Schlusspunkt des Musikfests ist am Montag und Dienstag in der Philharmonie das Oratorium "The Dream of Gerontius" von Edward Elgar. Weiteres Programm und Info: www.berlinerfestspiele.de

Nach der Pause folgte „Scheherazade.2“, eine „dramatische Symphonie“ für Violine und Orchester, die vergangenes Jahr in New York Premiere hatte und die John Adams für die Geigerin Leila Josefowicz geschrieben hat. Die kämpfte auch am Donnerstag mit und gegen die Philharmoniker – wie das Adams in seiner Musik konzipiert hat bei diesem Update (das .2 im Titel) der Geschichte jener Frau, die um ihr Leben erzählt.

Nichts Märchenhaftes aber war da im Spiel.

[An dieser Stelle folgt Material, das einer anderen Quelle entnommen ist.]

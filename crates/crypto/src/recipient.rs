//! Age recipients (public keys)

use age::{ssh, x25519};
use std::fmt;
use std::str::FromStr;

/// A recipient for age encryption, native or SSH
#[derive(Clone)]
pub enum Recipient {
    /// Native age x25519 recipient
    Age(x25519::Recipient),
    /// SSH public key recipient
    Ssh(ssh::Recipient),
}

impl Recipient {
    /// Convert to a boxed trait object for the age encryptor
    #[must_use]
    pub fn to_boxed(&self) -> Box<dyn age::Recipient + Send> {
        match self {
            Self::Age(r) => Box::new(r.clone()),
            Self::Ssh(r) => Box::new(r.clone()),
        }
    }
}

impl From<x25519::Recipient> for Recipient {
    fn from(r: x25519::Recipient) -> Self {
        Self::Age(r)
    }
}

impl From<ssh::Recipient> for Recipient {
    fn from(r: ssh::Recipient) -> Self {
        Self::Ssh(r)
    }
}

impl fmt::Display for Recipient {
    fn fmt(&self, f: &mut fmt::Formatter<'_>) -> fmt::Result {
        match self {
            Self::Age(r) => write!(f, "{r}"),
            Self::Ssh(r) => write!(f, "{r}"),
        }
    }
}

impl fmt::Debug for Recipient {
    fn fmt(&self, f: &mut fmt::Formatter<'_>) -> fmt::Result {
        write!(f, "Recipient({self})")
    }
}

impl FromStr for Recipient {
    type Err = crate::Error;

    /// Parse `age1...` first, then an SSH public key
    fn from_str(s: &str) -> crate::Result<Self> {
        let s = s.trim();
        if let Ok(recipient) = s.parse::<x25519::Recipient>() {
            return Ok(Self::Age(recipient));
        }
        if let Ok(recipient) = s.parse::<ssh::Recipient>() {
            return Ok(Self::Ssh(recipient));
        }
        Err(crate::Error::InvalidRecipient {
            recipient: s.to_string(),
            reason: "Expected age1... or ssh-... format".to_string(),
        })
    }
}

Aggressiv zupackend stürzte sich Josefowicz, ihren Part dazu noch mimisch forcierend, in die Musik. Kämpferisch, widerredend, sich behauptend. Auch mal lockend, sich hingebend. Und immer wieder sich den Zumutungen der sie bedrängenden Männer (das Orchester) aussetzend, die im dritten Satz – „Scheherazade and the Men with Beards“ – als zeternd blökender Mob zu hören sind.

Ein Kampf, bei dem Adams seiner Scheherazade zum Schluss doch noch eine Erlösung gönnt in dieser Komposition, in der vom Minimalismus früherer Tage nichts mehr zu hören ist. Dafür aber finden sich in diesem musikalisch reicheren Kosmos viele Zugriffe (oder auch Rückgriffe) auf eine weiter romantisch durchwirkte und neu durchgespielte Moderne.

In den Stimmungslagen klingt das sublimierter als die „Harmonielehre“. Weniger wie ein Hollywood-Melodram, sondern eher wie ein französischer Autorenfilm. Auch das großes Kino.